In order to elucidate the impact of sulfation, the spectrum of the doubly sulfated, but otherwise chemically identical glycan [2SHA-2H]2− was recorded for comparison. As expected from the relative proton affinities of the carboxylate and sulfate moieties, the carboxyl functional groups are neutral, which is confirmed by the C=O stretching vibration at 1770 cm−1. The signal at 1685 cm−1 is assigned to the amide I vibrations. The amide II and III vibrations can be assigned qualitatively to the bands at 1547 and 1372 cm−1. The vibration at 1455 cm−1 is in a spectral region in which O–H bending modes in carboxyl groups are typically found. Most importantly, the sulfates show multiple well-resolved bands between 1200 and 1350 cm−1 (Fig. 2b, lower panel, highlighted with red squares).

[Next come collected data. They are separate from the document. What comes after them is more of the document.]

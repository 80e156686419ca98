use std::sync::Arc;
use std::time::Duration;

use reqwest::StatusCode;
use serde_json::json;

use fanout_api::app::{AppServices, build_app};
use fanout_core::TenantId;
use fanout_executions::NewExecution;
use fanout_infra::{DryRunDeliverer, FanoutConfig, WorkerPoolHandle};

struct TestServer {
    base_url: String,
    services: Arc<AppServices>,
    pool: Option<WorkerPoolHandle>,
    handle: tokio::task::JoinHandle<()>,
}

impl TestServer {
    async fn spawn() -> Self {
        let mut config = FanoutConfig::default();
        config.tenants = vec!["ACME".into(), "GLOBEX".into()];
        config.pool.workers = 1;
        config.pool.wait_time = Duration::from_millis(50);
        config.pool.shutdown_timeout = Duration::from_secs(1);

        let services = Arc::new(AppServices::in_memory(&config));
        let pool = services.spawn_workers(&config, Arc::new(DryRunDeliverer));

        // Same router as prod, bound to an ephemeral port.
        let app = build_app(Arc::clone(&services));
        let listener = tokio::net::TcpListener::bind("127.0.0.1:0")
            .await
            .expect("failed to bind ephemeral port");
        let addr = listener.local_addr().unwrap();
        let base_url = format!("http://{}", addr);

        let handle = tokio::spawn(async move {
            axum::serve(listener, app).await.unwrap();
        });

        Self {
            base_url,
            services,
            pool: Some(pool),
            handle,
        }
    }

    fn url(&self, path: &str) -> String {
        format!("{}{}", self.base_url, path)
    }
}

impl Drop for TestServer {
    fn drop(&mut self) {
        self.handle.abort();
        self.services.shutdown.trigger_abandon();
        drop(self.pool.take());
    }
}

async fn query_eventually(
    client: &reqwest::Client,
    srv: &TestServer,
    filter: serde_json::Value,
    expected: usize,
) -> Vec<serde_json::Value> {
    // Processing is asynchronous (queue -> worker -> registry). Poll briefly.
    for _ in 0..200 {
        let res = client
            .post(srv.url("/executions/query"))
            .json(&filter)
            .send()
            .await
            .unwrap();
        assert_eq!(res.status(), StatusCode::OK);
        let body: Vec<serde_json::Value> = res.json().await.unwrap();
        if body.len() >= expected {
            return body;
        }
        tokio::time::sleep(Duration::from_millis(10)).await;
    }

    panic!("executions did not appear within timeout");
}

#[tokio::test]
async fn health_reports_ready_once_workers_run() {
    let srv = TestServer::spawn().await;
    let client = reqwest::Client::new();

    let res = client.get(srv.url("/health")).send().await.unwrap();
    assert_eq!(res.status(), StatusCode::OK);
    let body: serde_json::Value = res.json().await.unwrap();
    assert_eq!(body["status"], "ready");
    assert_eq!(body["inFlight"], 0);
}

#[tokio::test]
async fn health_turns_unavailable_while_draining() {
    let srv = TestServer::spawn().await;
    srv.services.shutdown.trigger_shutdown();

    let res = reqwest::get(srv.url("/health")).await.unwrap();
    assert_eq!(res.status(), StatusCode::SERVICE_UNAVAILABLE);
    let body: serde_json::Value = res.json().await.unwrap();
    assert_eq!(body["status"], "draining");
}

#[tokio::test]
async fn distribution_lifecycle_enqueue_process_query() {
    let srv = TestServer::spawn().await;
    let client = reqwest::Client::new();

    let res = client
        .post(srv.url("/distributions"))
        .json(&json!({
            "changeId": "CHG-100",
            "title": "Maintenance window",
            "customerCodes": ["ACME", "GLOBEX"],
            "templateId": "tpl-maintenance",
            "priority": "high"
        }))
        .send()
        .await
        .unwrap();
    assert_eq!(res.status(), StatusCode::ACCEPTED);
    let body: serde_json::Value = res.json().await.unwrap();
    assert!(body["messageId"].as_str().is_some());

    let executions = query_eventually(
        &client,
        &srv,
        json!({ "changeId": "CHG-100", "status": ["completed"] }),
        1,
    )
    .await;
    let execution = &executions[0];
    assert_eq!(execution["totalTenants"], 2);
    assert_eq!(execution["priority"], "high");

    let id = execution["id"].as_str().unwrap();
    let res = client
        .get(srv.url(&format!("/executions/{id}")))
        .send()
        .await
        .unwrap();
    assert_eq!(res.status(), StatusCode::OK);
    let fetched: serde_json::Value = res.json().await.unwrap();
    assert_eq!(fetched["status"], "completed");
    assert_eq!(fetched["tenantExecutions"]["ACME"]["status"], "completed");
    assert_eq!(fetched["metrics"]["totalEmailsSent"], 2);

    let res = client.get(srv.url("/metrics/workers")).send().await.unwrap();
    let workers: serde_json::Value = res.json().await.unwrap();
    assert_eq!(workers["processed"], 1);
    assert_eq!(workers["succeeded"], 1);
}

#[tokio::test]
async fn unknown_tenant_is_dead_lettered_not_executed() {
    let srv = TestServer::spawn().await;
    let client = reqwest::Client::new();

    let res = client
        .post(srv.url("/distributions"))
        .json(&json!({
            "changeId": "CHG-BOGUS",
            "title": "Nope",
            "customerCodes": ["bogus"],
            "templateId": "tpl"
        }))
        .send()
        .await
        .unwrap();
    assert_eq!(res.status(), StatusCode::ACCEPTED);

    let mut dead_lettered = 0;
    for _ in 0..200 {
        let res = client.get(srv.url("/metrics/workers")).send().await.unwrap();
        let workers: serde_json::Value = res.json().await.unwrap();
        dead_lettered = workers["deadLettered"].as_u64().unwrap();
        if dead_lettered == 1 {
            break;
        }
        tokio::time::sleep(Duration::from_millis(10)).await;
    }
    assert_eq!(dead_lettered, 1);
    assert_eq!(srv.services.queue.dead_letters().len(), 1);

    let res = client
        .post(srv.url("/executions/query"))
        .json(&json!({ "changeId": "CHG-BOGUS" }))
        .send()
        .await
        .unwrap();
    let body: Vec<serde_json::Value> = res.json().await.unwrap();
    assert!(body.is_empty());
}

#[tokio::test]
async fn malformed_distribution_is_rejected_at_the_edge() {
    let srv = TestServer::spawn().await;
    let client = reqwest::Client::new();

    let res = client
        .post(srv.url("/distributions"))
        .header("content-type", "application/json")
        .body(r#"{"title":"missing change id"}"#)
        .send()
        .await
        .unwrap();
    assert!(res.status().is_client_error());
    assert!(srv.services.queue.is_empty());
}

#[tokio::test]
async fn execution_lookup_errors_are_json() {
    let srv = TestServer::spawn().await;
    let client = reqwest::Client::new();

    let res = client.get(srv.url("/executions/not-a-uuid")).send().await.unwrap();
    assert_eq!(res.status(), StatusCode::BAD_REQUEST);
    let body: serde_json::Value = res.json().await.unwrap();
    assert_eq!(body["error"], "invalid_id");

    let res = client
        .get(srv.url("/executions/01890a5d-ac96-774b-bcce-b302099a8057"))
        .send()
        .await
        .unwrap();
    assert_eq!(res.status(), StatusCode::NOT_FOUND);
    let body: serde_json::Value = res.json().await.unwrap();
    assert_eq!(body["error"], "not_found");
    assert!(body["message"].as_str().is_some());
}

#[tokio::test]
async fn cancel_is_rejected_once_terminal() {
    let srv = TestServer::spawn().await;
    let client = reqwest::Client::new();

    let execution = srv
        .services
        .registry
        .start_execution(NewExecution::new(
            "CHG-CANCEL",
            "Cancel me",
            "",
            "operator",
            vec![TenantId::new("ACME").unwrap()],
        ))
        .await
        .unwrap();

    let res = client
        .post(srv.url(&format!("/executions/{}/cancel", execution.id)))
        .json(&json!({ "reason": "wrong template" }))
        .send()
        .await
        .unwrap();
    assert_eq!(res.status(), StatusCode::OK);
    let body: serde_json::Value = res.json().await.unwrap();
    assert_eq!(body["status"], "cancelled");
    assert_eq!(body["tenantExecutions"]["ACME"]["status"], "skipped");

    let res = client
        .post(srv.url(&format!("/executions/{}/cancel", execution.id)))
        .send()
        .await
        .unwrap();
    assert_eq!(res.status(), StatusCode::CONFLICT);
    let body: serde_json::Value = res.json().await.unwrap();
    assert_eq!(body["error"], "conflict");
}

#[tokio::test]
async fn breaker_and_error_metrics_endpoints() {
    let srv = TestServer::spawn().await;
    let client = reqwest::Client::new();

    let res = client.get(srv.url("/circuit-breakers")).send().await.unwrap();
    assert_eq!(res.status(), StatusCode::OK);
    let breakers: Vec<serde_json::Value> = res.json().await.unwrap();
    assert!(breakers.is_empty());

    let res = client
        .post(srv.url("/circuit-breakers/ACME/reset"))
        .send()
        .await
        .unwrap();
    assert_eq!(res.status(), StatusCode::NOT_FOUND);

    let res = client.get(srv.url("/metrics/errors")).send().await.unwrap();
    assert_eq!(res.status(), StatusCode::OK);
    let errors: serde_json::Value = res.json().await.unwrap();
    assert_eq!(errors["totalErrors"], 0);
    assert_eq!(errors["breakerTrips"], 0);
}
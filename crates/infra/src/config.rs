//! Configuration loading and representation.
//!
//! Everything comes from `FANOUT_*` environment variables (plus the
//! conventional `DATABASE_URL`). Unset variables fall back to defaults;
//! set-but-malformed ones are an error.

use std::str::FromStr;
use std::time::Duration;

use thiserror::Error;

use fanout_core::StaticTenantDirectory;

use crate::resilience::{CircuitBreakerConfig, IsolationConfig, RetryPolicy};
use crate::workers::{ProcessorConfig, WorkerPoolConfig};

pub const ENV_WORKERS: &str = "FANOUT_WORKERS";
pub const ENV_BATCH_SIZE: &str = "FANOUT_BATCH_SIZE";
pub const ENV_WAIT_TIME_MS: &str = "FANOUT_WAIT_TIME_MS";
pub const ENV_VISIBILITY_TIMEOUT_MS: &str = "FANOUT_VISIBILITY_TIMEOUT_MS";
pub const ENV_SHUTDOWN_TIMEOUT_MS: &str = "FANOUT_SHUTDOWN_TIMEOUT_MS";
pub const ENV_MAX_RECEIVE_COUNT: &str = "FANOUT_MAX_RECEIVE_COUNT";
pub const ENV_RETRY_MAX_ATTEMPTS: &str = "FANOUT_RETRY_MAX_ATTEMPTS";
pub const ENV_RETRY_BASE_DELAY_MS: &str = "FANOUT_RETRY_BASE_DELAY_MS";
pub const ENV_RETRY_MAX_DELAY_MS: &str = "FANOUT_RETRY_MAX_DELAY_MS";
pub const ENV_BREAKER_THRESHOLD: &str = "FANOUT_BREAKER_THRESHOLD";
pub const ENV_BREAKER_COOL_DOWN_MS: &str = "FANOUT_BREAKER_COOL_DOWN_MS";
pub const ENV_MAX_CONCURRENCY: &str = "FANOUT_MAX_CONCURRENCY";
pub const ENV_TENANTS: &str = "FANOUT_TENANTS";
pub const ENV_HTTP_ADDR: &str = "FANOUT_HTTP_ADDR";
pub const ENV_DATABASE_URL: &str = "DATABASE_URL";

#[derive(Debug, Clone, Error, PartialEq, Eq)]
pub enum ConfigError {
    #[error("{key}: invalid value {value:?} ({reason})")]
    Invalid {
        key: &'static str,
        value: String,
        reason: String,
    },
}

impl ConfigError {
    fn invalid(key: &'static str, value: &str, reason: impl Into<String>) -> Self {
        ConfigError::Invalid {
            key,
            value: value.to_string(),
            reason: reason.into(),
        }
    }
}

/// Process-wide settings.
#[derive(Debug, Clone, PartialEq)]
pub struct FanoutConfig {
    pub pool: WorkerPoolConfig,
    pub max_receive_count: u32,
    pub isolation: IsolationConfig,
    /// Customer codes the static tenant directory accepts.
    pub tenants: Vec<String>,
    pub http_addr: String,
    /// Postgres execution store when set; in-memory otherwise.
    pub database_url: Option<String>,
}

impl Default for FanoutConfig {
    fn default() -> Self {
        Self {
            pool: WorkerPoolConfig::default(),
            max_receive_count: ProcessorConfig::default().max_receive_count,
            isolation: IsolationConfig::default(),
            tenants: Vec::new(),
            http_addr: "0.0.0.0:8080".to_string(),
            database_url: None,
        }
    }
}

impl FanoutConfig {
    pub fn from_env() -> Result<Self, ConfigError> {
        Self::from_lookup(|key| std::env::var(key).ok())
    }

    /// Build from an arbitrary key lookup. Empty values count as unset.
    pub fn from_lookup<F>(lookup: F) -> Result<Self, ConfigError>
    where
        F: Fn(&str) -> Option<String>,
    {
        let get = |key: &str| lookup(key).filter(|v| !v.trim().is_empty());
        let defaults = Self::default();

        let pool = WorkerPoolConfig {
            workers: positive(ENV_WORKERS, get(ENV_WORKERS), defaults.pool.workers)?,
            batch_size: positive(ENV_BATCH_SIZE, get(ENV_BATCH_SIZE), defaults.pool.batch_size)?,
            wait_time: millis(ENV_WAIT_TIME_MS, get(ENV_WAIT_TIME_MS), defaults.pool.wait_time)?,
            visibility_timeout: millis(
                ENV_VISIBILITY_TIMEOUT_MS,
                get(ENV_VISIBILITY_TIMEOUT_MS),
                defaults.pool.visibility_timeout,
            )?,
            shutdown_timeout: millis(
                ENV_SHUTDOWN_TIMEOUT_MS,
                get(ENV_SHUTDOWN_TIMEOUT_MS),
                defaults.pool.shutdown_timeout,
            )?,
            ..defaults.pool
        };

        let max_receive_count = positive(
            ENV_MAX_RECEIVE_COUNT,
            get(ENV_MAX_RECEIVE_COUNT),
            defaults.max_receive_count,
        )?;

        let retry = RetryPolicy {
            max_attempts: positive(
                ENV_RETRY_MAX_ATTEMPTS,
                get(ENV_RETRY_MAX_ATTEMPTS),
                defaults.isolation.retry.max_attempts,
            )?,
            base_delay: millis(
                ENV_RETRY_BASE_DELAY_MS,
                get(ENV_RETRY_BASE_DELAY_MS),
                defaults.isolation.retry.base_delay,
            )?,
            max_delay: millis(
                ENV_RETRY_MAX_DELAY_MS,
                get(ENV_RETRY_MAX_DELAY_MS),
                defaults.isolation.retry.max_delay,
            )?,
            ..defaults.isolation.retry.clone()
        };
        if retry.max_delay < retry.base_delay {
            return Err(ConfigError::invalid(
                ENV_RETRY_MAX_DELAY_MS,
                &retry.max_delay.as_millis().to_string(),
                "must not be below the base delay",
            ));
        }

        let breaker = CircuitBreakerConfig {
            failure_threshold: positive(
                ENV_BREAKER_THRESHOLD,
                get(ENV_BREAKER_THRESHOLD),
                defaults.isolation.breaker.failure_threshold,
            )?,
            cool_down: millis(
                ENV_BREAKER_COOL_DOWN_MS,
                get(ENV_BREAKER_COOL_DOWN_MS),
                defaults.isolation.breaker.cool_down,
            )?,
            ..defaults.isolation.breaker.clone()
        };

        let isolation = IsolationConfig {
            retry,
            breaker,
            max_concurrency: positive(
                ENV_MAX_CONCURRENCY,
                get(ENV_MAX_CONCURRENCY),
                defaults.isolation.max_concurrency,
            )?,
        };

        let tenants = get(ENV_TENANTS)
            .map(|raw| {
                raw.split(',')
                    .map(str::trim)
                    .filter(|c| !c.is_empty())
                    .map(str::to_string)
                    .collect()
            })
            .unwrap_or_default();

        Ok(Self {
            pool,
            max_receive_count,
            isolation,
            tenants,
            http_addr: get(ENV_HTTP_ADDR).unwrap_or(defaults.http_addr),
            database_url: get(ENV_DATABASE_URL),
        })
    }

    pub fn processor_config(&self) -> ProcessorConfig {
        ProcessorConfig {
            max_receive_count: self.max_receive_count,
            visibility_timeout: self.pool.visibility_timeout,
            ..ProcessorConfig::default()
        }
    }

    pub fn tenant_directory(&self) -> StaticTenantDirectory {
        StaticTenantDirectory::from_codes(&self.tenants)
    }
}

fn parse<T: FromStr>(key: &'static str, raw: Option<String>, default: T) -> Result<T, ConfigError>
where
    T::Err: std::fmt::Display,
{
    match raw {
        None => Ok(default),
        Some(v) => v
            .trim()
            .parse::<T>()
            .map_err(|e| ConfigError::invalid(key, &v, e.to_string())),
    }
}

fn positive<T>(key: &'static str, raw: Option<String>, default: T) -> Result<T, ConfigError>
where
    T: FromStr + PartialOrd + Default + Copy + std::fmt::Display,
    T::Err: std::fmt::Display,
{
    let value = parse(key, raw, default)?;
    if value <= T::default() {
        return Err(ConfigError::invalid(key, &value.to_string(), "must be greater than zero"));
    }
    Ok(value)
}

fn millis(key: &'static str, raw: Option<String>, default: Duration) -> Result<Duration, ConfigError> {
    let default_ms = u64::try_from(default.as_millis()).unwrap_or(u64::MAX);
    parse(key, raw, default_ms).map(Duration::from_millis)
}
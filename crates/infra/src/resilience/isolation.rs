//! Per-tenant fault isolation: retry, circuit breaking and a bulkhead ceiling.

use std::collections::{BTreeMap, BTreeSet};
use std::future::Future;
use std::sync::Arc;
use std::time::Duration;

use tokio::sync::Semaphore;
use tracing::{Instrument, debug, info_span, warn};

use fanout_core::TenantId;
use fanout_executions::{ErrorCategory, ErrorKind};

use super::circuit_breaker::{
    Admission, CircuitBreakerConfig, CircuitBreakerRegistry, CircuitBreakerStatus, CircuitState,
};
use super::error::OperationError;
use super::metrics::{ErrorMetrics, ErrorMetricsSnapshot};
use super::retry::RetryPolicy;
use crate::shutdown::Cancellation;

#[derive(Debug, Clone, PartialEq)]
pub struct IsolationConfig {
    pub retry: RetryPolicy,
    pub breaker: CircuitBreakerConfig,
    /// Upper bound on tenant operations running at once, across all messages.
    pub max_concurrency: usize,
}

impl Default for IsolationConfig {
    fn default() -> Self {
        Self {
            retry: RetryPolicy::default(),
            breaker: CircuitBreakerConfig::default(),
            max_concurrency: 64,
        }
    }
}

/// Notified before every backoff sleep.
#[async_trait::async_trait]
pub trait RetryObserver: Send + Sync {
    async fn before_retry(
        &self,
        tenant: &TenantId,
        attempt: u32,
        error: &OperationError,
        delay: Duration,
    );
}

/// Observer that does nothing.
#[derive(Debug, Default, Clone, Copy)]
pub struct NoopObserver;

#[async_trait::async_trait]
impl RetryObserver for NoopObserver {
    async fn before_retry(&self, _: &TenantId, _: u32, _: &OperationError, _: Duration) {}
}

#[derive(Debug)]
struct Inner {
    policy: RetryPolicy,
    breakers: CircuitBreakerRegistry,
    metrics: ErrorMetrics,
    permits: Semaphore,
    max_concurrency: usize,
}

/// Shared handle to the isolation layer. Cheap to clone.
#[derive(Debug, Clone)]
pub struct FaultIsolator {
    inner: Arc<Inner>,
}

impl FaultIsolator {
    pub fn new(config: IsolationConfig) -> Self {
        let max_concurrency = config.max_concurrency.max(1);
        Self {
            inner: Arc::new(Inner {
                policy: config.retry,
                breakers: CircuitBreakerRegistry::new(config.breaker),
                metrics: ErrorMetrics::new(),
                permits: Semaphore::new(max_concurrency),
                max_concurrency,
            }),
        }
    }

    pub fn retry_policy(&self) -> &RetryPolicy {
        &self.inner.policy
    }

    pub fn circuit_breaker_status(&self) -> Vec<CircuitBreakerStatus> {
        self.inner.breakers.status()
    }

    pub fn circuit_state(&self, tenant: &TenantId) -> CircuitState {
        self.inner.breakers.state(tenant)
    }

    pub fn reset_circuit_breaker(&self, tenant: &TenantId) -> bool {
        self.inner.breakers.reset(tenant)
    }

    pub fn error_metrics(&self) -> ErrorMetricsSnapshot {
        self.inner.metrics.snapshot()
    }

    /// Tenant operations currently holding a bulkhead permit.
    pub fn in_use_permits(&self) -> usize {
        self.inner.max_concurrency - self.inner.permits.available_permits()
    }

    /// Run `op` for one tenant with retry and circuit breaking.
    pub async fn execute_with_retry<T, F, Fut>(
        &self,
        cancel: &Cancellation,
        tenant: &TenantId,
        op: F,
    ) -> Result<T, OperationError>
    where
        F: FnMut(u32) -> Fut,
        Fut: Future<Output = Result<T, OperationError>>,
    {
        self.execute_observed(cancel, tenant, &NoopObserver, op).await
    }

    /// `execute_with_retry`, notifying `observer` before each backoff.
    ///
    /// `op` receives the 1-indexed attempt number. An open breaker fails the
    /// call with `BreakerOpen` without invoking `op` or taking a permit.
    pub async fn execute_observed<T, F, Fut>(
        &self,
        cancel: &Cancellation,
        tenant: &TenantId,
        observer: &dyn RetryObserver,
        mut op: F,
    ) -> Result<T, OperationError>
    where
        F: FnMut(u32) -> Fut,
        Fut: Future<Output = Result<T, OperationError>>,
    {
        let inner = &self.inner;
        let mut attempt: u32 = 0;

        loop {
            attempt += 1;
            if cancel.is_cancelled() {
                return Err(OperationError::cancelled("shutdown in progress"));
            }

            let probe = match inner.breakers.try_acquire(tenant) {
                Admission::Rejected => {
                    inner.metrics.record_rejection();
                    debug!(tenant_id = %tenant, "circuit open, operation not attempted");
                    return Err(OperationError::breaker_open(format!(
                        "circuit breaker open for tenant {tenant}"
                    )));
                }
                Admission::Allowed { probe } => probe,
            };
            // Released on every exit that records no outcome, unwinding included.
            let probe_guard = inner.breakers.probe_guard(tenant, probe);

            let permit = tokio::select! {
                biased;
                _ = cancel.cancelled() => None,
                permit = inner.permits.acquire() => permit.ok(),
            };
            let Some(permit) = permit else {
                return Err(OperationError::cancelled("abandoned while waiting for capacity"));
            };

            let outcome = tokio::select! {
                biased;
                _ = cancel.cancelled() => Err(OperationError::cancelled("abandoned during operation")),
                result = op(attempt) => result,
            };
            drop(permit);

            let err = match outcome {
                Ok(value) => {
                    inner.breakers.record_success(tenant, probe);
                    probe_guard.disarm();
                    return Ok(value);
                }
                Err(err) => err,
            };

            match err.kind {
                ErrorKind::Cancelled | ErrorKind::BreakerOpen => return Err(err),
                ErrorKind::Validation => {
                    inner.metrics.record_error(tenant, err.category);
                    return Err(err);
                }
                ErrorKind::Transient | ErrorKind::Permanent => {}
            }

            inner.metrics.record_error(tenant, err.category);
            if inner.breakers.record_failure(tenant, probe) {
                inner.metrics.record_trip();
            }
            probe_guard.disarm();

            if !err.kind.is_retryable() {
                return Err(err);
            }
            if !inner.policy.should_retry(attempt) {
                inner.metrics.record_exhausted();
                warn!(tenant_id = %tenant, attempts = attempt, error = %err, "retries exhausted");
                return Err(err);
            }
            if inner.breakers.state(tenant) == CircuitState::Open {
                debug!(tenant_id = %tenant, "circuit opened during retries, giving up");
                return Err(err);
            }

            let delay = inner.policy.delay_for_attempt(attempt);
            inner.metrics.record_retry();
            observer.before_retry(tenant, attempt, &err, delay).await;
            debug!(
                tenant_id = %tenant,
                attempt,
                delay_ms = delay.as_millis() as u64,
                error = %err,
                "retrying after backoff"
            );

            tokio::select! {
                biased;
                _ = cancel.cancelled() => {
                    return Err(OperationError::cancelled("abandoned during backoff"));
                }
                _ = tokio::time::sleep(delay) => {}
            }
        }
    }

    /// Run `op` for every tenant concurrently, one task per tenant.
    ///
    /// Always returns one entry per distinct tenant. One tenant's failure,
    /// open breaker or panic never affects another tenant's result.
    pub async fn execute_with_customer_isolation<T, F, Fut>(
        &self,
        cancel: &Cancellation,
        tenants: &[TenantId],
        observer: Arc<dyn RetryObserver>,
        op: F,
    ) -> BTreeMap<TenantId, Result<T, OperationError>>
    where
        T: Send + 'static,
        F: Fn(TenantId, u32) -> Fut + Send + Sync + 'static,
        Fut: Future<Output = Result<T, OperationError>> + Send + 'static,
    {
        let op = Arc::new(op);
        let distinct: BTreeSet<&TenantId> = tenants.iter().collect();

        let mut handles = Vec::with_capacity(distinct.len());
        for tenant in distinct {
            let isolator = self.clone();
            let cancel = cancel.clone();
            let observer = Arc::clone(&observer);
            let op = Arc::clone(&op);
            let t = tenant.clone();
            let span = info_span!("tenant_operation", tenant_id = %t);

            let handle = tokio::spawn(
                async move {
                    isolator
                        .execute_observed(&cancel, &t, observer.as_ref(), |attempt| {
                            op(t.clone(), attempt)
                        })
                        .await
                }
                .instrument(span),
            );
            handles.push((tenant.clone(), handle));
        }

        let mut results = BTreeMap::new();
        for (tenant, handle) in handles {
            let result = match handle.await {
                Ok(result) => result,
                Err(join_err) => {
                    warn!(tenant_id = %tenant, error = %join_err, "tenant task aborted");
                    Err(OperationError::permanent(
                        ErrorCategory::Internal,
                        format!("tenant task aborted: {join_err}"),
                    ))
                }
            };
            results.insert(tenant, result);
        }
        results
    }
}
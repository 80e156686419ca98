//! Tracing/logging initialization.
//!
//! `RUST_LOG` controls filtering (default `info`). `FANOUT_LOG_FORMAT`
//! selects the output: `json` (default) or `pretty`.

use tracing_subscriber::EnvFilter;

pub const LOG_FORMAT_ENV: &str = "FANOUT_LOG_FORMAT";

#[derive(Debug, Copy, Clone, PartialEq, Eq, Default)]
pub enum LogFormat {
    #[default]
    Json,
    Pretty,
}

impl LogFormat {
    /// Unrecognised values fall back to JSON.
    pub fn parse(value: &str) -> Self {
        match value.trim().to_ascii_lowercase().as_str() {
            "pretty" | "text" => LogFormat::Pretty,
            _ => LogFormat::Json,
        }
    }

    pub fn from_env() -> Self {
        std::env::var(LOG_FORMAT_ENV)
            .map(|v| Self::parse(&v))
            .unwrap_or_default()
    }
}

/// Initialize tracing/logging for the process.
///
/// Safe to call multiple times (subsequent calls are no-ops).
pub fn init() {
    init_with(LogFormat::from_env());
}

pub fn init_with(format: LogFormat) {
    let filter = EnvFilter::try_from_default_env().unwrap_or_else(|_| EnvFilter::new("info"));

    let builder = tracing_subscriber::fmt()
        .with_env_filter(filter)
        .with_timer(tracing_subscriber::fmt::time::SystemTime);

    let _ = match format {
        LogFormat::Json => builder.json().with_target(false).try_init(),
        LogFormat::Pretty => builder.pretty().try_init(),
    };
}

Finding the optimal charge state is crucial to obtaining good spectral quality. With two carboxylate functional groups, the singly deprotonated ion of the tetrasaccharide HA yields a congested spectrum (Fig. 2c). Two chemically almost identical deprotonation sites aid the formation of two deprotomers, each with a multitude of individual conformers. In addition, the dense hydrogen bonding network within the molecule can promote charge migration, which further increases the number of potentially observable species [26].


In summary, we here demonstrate the potential of IR action spectroscopy in the range from 1000 to 1800 cm−1 for the structural characterization of highly complex GAG oligosaccharides. Well-resolved IR spectra of oligosaccharides up to pentasaccharides were obtained using cryogenic IR spectroscopy in helium nanodroplets. Signals arising from sulfate groups appear in a spectral range in which typically no other diagnostic vibrations occur. As a result, vibrational patterns with high informational content are highly resolved. The optimal charge state depends on the functional groups present and is crucial for the spectral quality. Besides being sensitive to minute structural differences, cryogenic IR spectroscopy on mass-selected ions has the potential to be implemented in existing MS-based workflows. Current MS-based databases [27] could be extended with IR fingerprints of intact and fragment ions of GAGs. As such, gas-phase IR spectroscopy could serve as a key analytical technique for the characterization of GAG oligosaccharides in the future.